## TASK:
Your job is to write out each record exactly, leaving none out.

Stored data entries:
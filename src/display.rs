//! Colored CLI display utilities for streamed session output.
//!
//! This module renders [`ClaudeEvent`]s and prompt summaries to the
//! terminal for the `claude-session` binary.

use std::io::{self, Write};

use chrono::Utc;
use owo_colors::OwoColorize;
use serde_json::{Map, Value};

use crate::cli::{AssistantEvent, ClaudeEvent, ContentBlock, ResultEvent, SystemInit, UserEvent};
use crate::session::PromptSummary;

/// Get current timestamp in the same format as tracing.
fn timestamp() -> String {
    Utc::now().format("%Y-%m-%dT%H:%M:%S%.6fZ").to_string()
}

/// Truncate a string to a maximum length in characters, adding ellipsis if truncated.
#[must_use]
pub fn truncate(s: &str, max_len: usize, raw_mode: bool) -> String {
    if raw_mode || s.chars().count() <= max_len {
        return s.to_string();
    }
    if max_len <= 3 {
        return "...".to_string();
    }
    let kept: String = s.chars().take(max_len - 3).collect();
    format!("{kept}...")
}

/// Format tool input for display, truncating long values.
#[must_use]
pub fn format_tool_input(input: &Map<String, Value>, raw_mode: bool) -> String {
    input
        .iter()
        .map(|(k, v)| {
            let value_str = match v {
                Value::String(s) => truncate(s, 50, raw_mode),
                other => truncate(&other.to_string(), 50, raw_mode),
            };
            format!("{k}={value_str}")
        })
        .collect::<Vec<_>>()
        .join(", ")
}

/// Render one streamed event.
pub fn print_event(event: &ClaudeEvent, raw_mode: bool) {
    match event {
        ClaudeEvent::System(_) => {
            if let Some(init) = event.as_init() {
                print_session_start(init, raw_mode);
            }
        }
        ClaudeEvent::Assistant(assistant) => print_assistant(assistant, raw_mode),
        ClaudeEvent::User(user) => print_tool_results(user, raw_mode),
        ClaudeEvent::Result(result) => print_result(result, raw_mode),
        ClaudeEvent::Unknown => {}
    }
}

/// Print session start information.
pub fn print_session_start(init: &SystemInit, raw_mode: bool) {
    println!(
        "{} {} model={}, session={}, tools={}",
        timestamp().dimmed(),
        "[SESSION]".blue().bold(),
        init.model.cyan(),
        truncate(&init.session_id, 20, raw_mode).dimmed(),
        init.tools.len()
    );
    let _ = io::stdout().flush();
}

fn print_assistant(assistant: &AssistantEvent, raw_mode: bool) {
    let nested = assistant.parent_tool_use_id.is_some();
    for block in &assistant.message.content {
        match block {
            ContentBlock::Thinking { thinking, .. } => print_thinking(thinking),
            ContentBlock::Text { text } => {
                if nested {
                    println!("{} {}", "[AGENT]".magenta().bold(), truncate(text, 200, raw_mode));
                } else {
                    print_text(text);
                    println!();
                }
            }
            ContentBlock::ToolUse(tool_use) => {
                print_tool_request(&tool_use.name, &tool_use.input, raw_mode);
            }
            ContentBlock::Unknown => {}
        }
    }
}

fn print_tool_results(user: &UserEvent, raw_mode: bool) {
    for result in user.tool_results() {
        print_tool_result(
            &result.tool_use_id,
            &result.content.text(),
            result.is_error,
            raw_mode,
        );
    }
}

/// Print a tool request.
pub fn print_tool_request(name: &str, input: &Map<String, Value>, raw_mode: bool) {
    println!(
        "{} {} ({})",
        "[TOOL]".cyan().bold(),
        name.bold(),
        format_tool_input(input, raw_mode).dimmed()
    );
    let _ = io::stdout().flush();
}

/// Print thinking content (dimmed).
pub fn print_thinking(text: &str) {
    println!("{}", text.dimmed());
    let _ = io::stdout().flush();
}

/// Print text content.
pub fn print_text(text: &str) {
    print!("{text}");
    let _ = io::stdout().flush();
}

/// Print tool result output.
pub fn print_tool_result(tool_use_id: &str, content: &str, is_error: bool, raw_mode: bool) {
    let id_short = truncate(tool_use_id, 12, raw_mode);
    let content_short = truncate(content, 150, raw_mode);
    if is_error {
        println!(
            "{} {} {}",
            "[RESULT]".red().bold(),
            id_short.dimmed(),
            content_short
        );
    } else {
        println!(
            "{} {} {}",
            "[RESULT]".green().bold(),
            id_short.dimmed(),
            content_short
        );
    }
    let _ = io::stdout().flush();
}

/// Print the terminal result of a turn.
pub fn print_result(result: &ResultEvent, raw_mode: bool) {
    let ts = timestamp();
    if result.is_success() {
        println!(
            "{} {} Turn completed (cost: ${:.4}, turns: {}, {}ms) {}",
            ts.dimmed(),
            "[SESSION]".blue().bold(),
            result.total_cost_usd,
            result.num_turns,
            result.duration_ms,
            format!("session_id={}", truncate(&result.session_id, 20, raw_mode)).dimmed()
        );
    } else {
        println!(
            "{} {} Turn ended with {} {}",
            ts.dimmed(),
            "[SESSION]".red().bold(),
            result.subtype.as_str().red(),
            format!("session_id={}", truncate(&result.session_id, 20, raw_mode)).dimmed()
        );
        for error in &result.errors {
            print_error(&truncate(error, 200, raw_mode));
        }
    }
    let _ = io::stdout().flush();
}

/// Print a one-shot prompt summary.
pub fn print_summary(summary: &PromptSummary, raw_mode: bool) {
    if !summary.result.is_empty() {
        println!("{}", summary.result);
    }
    let label = if summary.is_error {
        "[SESSION]".red().bold().to_string()
    } else {
        "[SESSION]".blue().bold().to_string()
    };
    println!(
        "{} {} cost=${:.4} tokens={} {}",
        timestamp().dimmed(),
        label,
        summary.total_cost_usd,
        summary.usage.total(),
        summary
            .session_id
            .as_deref()
            .map_or(String::new(), |id| format!(
                "session_id={}",
                truncate(id, 20, raw_mode)
            ))
            .dimmed()
    );
    for error in &summary.errors {
        print_error(error);
    }
    let _ = io::stdout().flush();
}

/// Print an error message.
pub fn print_error(message: &str) {
    println!("{} {}", "[ERROR]".red().bold(), message);
    let _ = io::stdout().flush();
}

## EXERCISE RESULT:
filename src/display.rs
//! Colored CLI display utilities for streamed session output.
//!
//! This module renders [`ClaudeEvent`]s and prompt summaries to the
//! terminal for the `claude-session` binary.

use std::io::{self, Write};

use chrono::Utc;
use owo_colors::OwoColorize;
use serde_json::{Map, Value};

use crate::cli::{AssistantEvent, ClaudeEvent, ContentBlock, ResultEvent, SystemInit, UserEvent};
use crate::session::PromptSummary;

/// Get current timestamp in the same format as tracing.
fn timestamp() -> String {
    Utc::now().format("%Y-%m-%dT%H:%M:%S%.6fZ").to_string()
}

/// Truncate a string to a maximum length in characters, adding ellipsis if truncated.
#[must_use]
pub fn truncate(s: &str, max_len: usize, raw_mode: bool) -> String {
    if raw_mode || s.chars().count() <= max_len {
        return s.to_string();
    }
    if max_len <= 3 {
        return "...".to_string();
    }
    let kept: String = s.chars().take(max_len - 3).collect();
    format!("{kept}...")
}

/// Format tool input for display, truncating long values.
#[must_use]
pub fn format_tool_input(input: &Map<String, Value>, raw_mode: bool) -> String {
    input
        .iter()
        .map(|(k, v)| {
            let value_str = match v {
                Value::String(s) => truncate(s, 50, raw_mode),
                other => truncate(&other.to_string(), 50, raw_mode),
            };
            format!("{k}={value_str}")
        })
        .collect::<Vec<_>>()
        .join(", ")
}

/// Render one streamed event.
pub fn print_event(event: &ClaudeEvent, raw_mode: bool) {
    match event {
        ClaudeEvent::System(_) => {
            if let Some(init) = event.as_init() {
                print_session_start(init, raw_mode);
            }
        }
        ClaudeEvent::Assistant(assistant) => print_assistant(assistant, raw_mode),
        ClaudeEvent::User(user) => print_tool_results(user, raw_mode),
        ClaudeEvent::Result(result) => print_result(result, raw_mode),
        ClaudeEvent::Unknown => {}
    }
}

/// Print session start information.
pub fn print_session_start(init: &SystemInit, raw_mode: bool) {
    println!(
        "{} {} model={}, session={}, tools={}",
        timestamp().dimmed(),
        "[SESSION]".blue().bold(),
        init.model.cyan(),
        truncate(&init.session_id, 20, raw_mode).dimmed(),
        init.tools.len()
    );
    let _ = io::stdout().flush();
}

fn print_assistant(assistant: &AssistantEvent, raw_mode: bool) {
    let nested = assistant.parent_tool_use_id.is_some();
    for block in &assistant.message.content {
        match block {
            ContentBlock::Thinking { thinking, .. } => print_thinking(thinking),
            ContentBlock::Text { text } => {
                if nested {
                    println!("{} {}", "[AGENT]".magenta().bold(), truncate(text, 200, raw_mode));
                } else {
                    print_text(text);
                    println!();
                }
            }
            ContentBlock::ToolUse(tool_use) => {
                print_tool_request(&tool_use.name, &tool_use.input, raw_mode);
            }
            ContentBlock::Unknown => {}
        }
    }
}

fn print_tool_results(user: &UserEvent, raw_mode: bool) {
    for result in user.tool_results() {
        print_tool_result(
            &result.tool_use_id,
            &result.content.text(),
            result.is_error,
            raw_mode,
        );
    }
}

/// Print a tool request.
pub fn print_tool_request(name: &str, input: &Map<String, Value>, raw_mode: bool) {
    println!(
        "{} {} ({})",
        "[TOOL]".cyan().bold(),
        name.bold(),
        format_tool_input(input, raw_mode).dimmed()
    );
    let _ = io::stdout().flush();
}

/// Print thinking content (dimmed).
pub fn print_thinking(text: &str) {
    println!("{}", text.dimmed());
    let _ = io::stdout().flush();
}

/// Print text content.
pub fn print_text(text: &str) {
    print!("{text}");
    let _ = io::stdout().flush();
}

/// Print tool result output.
pub fn print_tool_result(tool_use_id: &str, content: &str, is_error: bool, raw_mode: bool) {
    let id_short = truncate(tool_use_id, 12, raw_mode);
    let content_short = truncate(content, 150, raw_mode);
    if is_error {
        println!(
            "{} {} {}",
            "[RESULT]".red().bold(),
            id_short.dimmed(),
            content_short
        );
    } else {
        println!(
            "{} {} {}",
            "[RESULT]".green().bold(),
            id_short.dimmed(),
            content_short
        );
    }
    let _ = io::stdout().flush();
}

/// Print the terminal result of a turn.
pub fn print_result(result: &ResultEvent, raw_mode: bool) {
    let ts = timestamp();
    if result.is_success() {
        println!(
            "{} {} Turn completed (cost: ${:.4}, turns: {}, {}ms) {}",
            ts.dimmed(),
            "[SESSION]".blue().bold(),
            result.total_cost_usd,
            result.num_turns,
            result.duration_ms,
            format!("session_id={}", truncate(&result.session_id, 20, raw_mode)).dimmed()
        );
    } else {
        println!(
            "{} {} Turn ended with {} {}",
            ts.dimmed(),
            "[SESSION]".red().bold(),
            result.subtype.as_str().red(),
            format!("session_id={}", truncate(&result.session_id, 20, raw_mode)).dimmed()
        );
        for error in &result.errors {
            print_error(&truncate(error, 200, raw_mode));
        }
    }
    let _ = io::stdout().flush();
}

/// Print a one-shot prompt summary.
pub fn print_summary(summary: &PromptSummary, raw_mode: bool) {
    if !summary.result.is_empty() {
        println!("{}", summary.result);
    }
    let label = if summary.is_error {
        "[SESSION]".red().bold().to_string()
    } else {
        "[SESSION]".blue().bold().to_string()
    };
    println!(
        "{} {} cost=${:.4} tokens={} {}",
        timestamp().dimmed(),
        label,
        summary.total_cost_usd,
        summary.usage.total(),
        summary
            .session_id
            .as_deref()
            .map_or(String::new(), |id| format!(
                "session_id={}",
                truncate(id, 20, raw_mode)
            ))
            .dimmed()
    );
    for error in &summary.errors {
        print_error(error);
    }
    let _ = io::stdout().flush();
}

/// Print an error message.
pub fn print_error(message: &str) {
    println!("{} {}", "[ERROR]".red().bold(), message);
    let _ = io::stdout().flush();
}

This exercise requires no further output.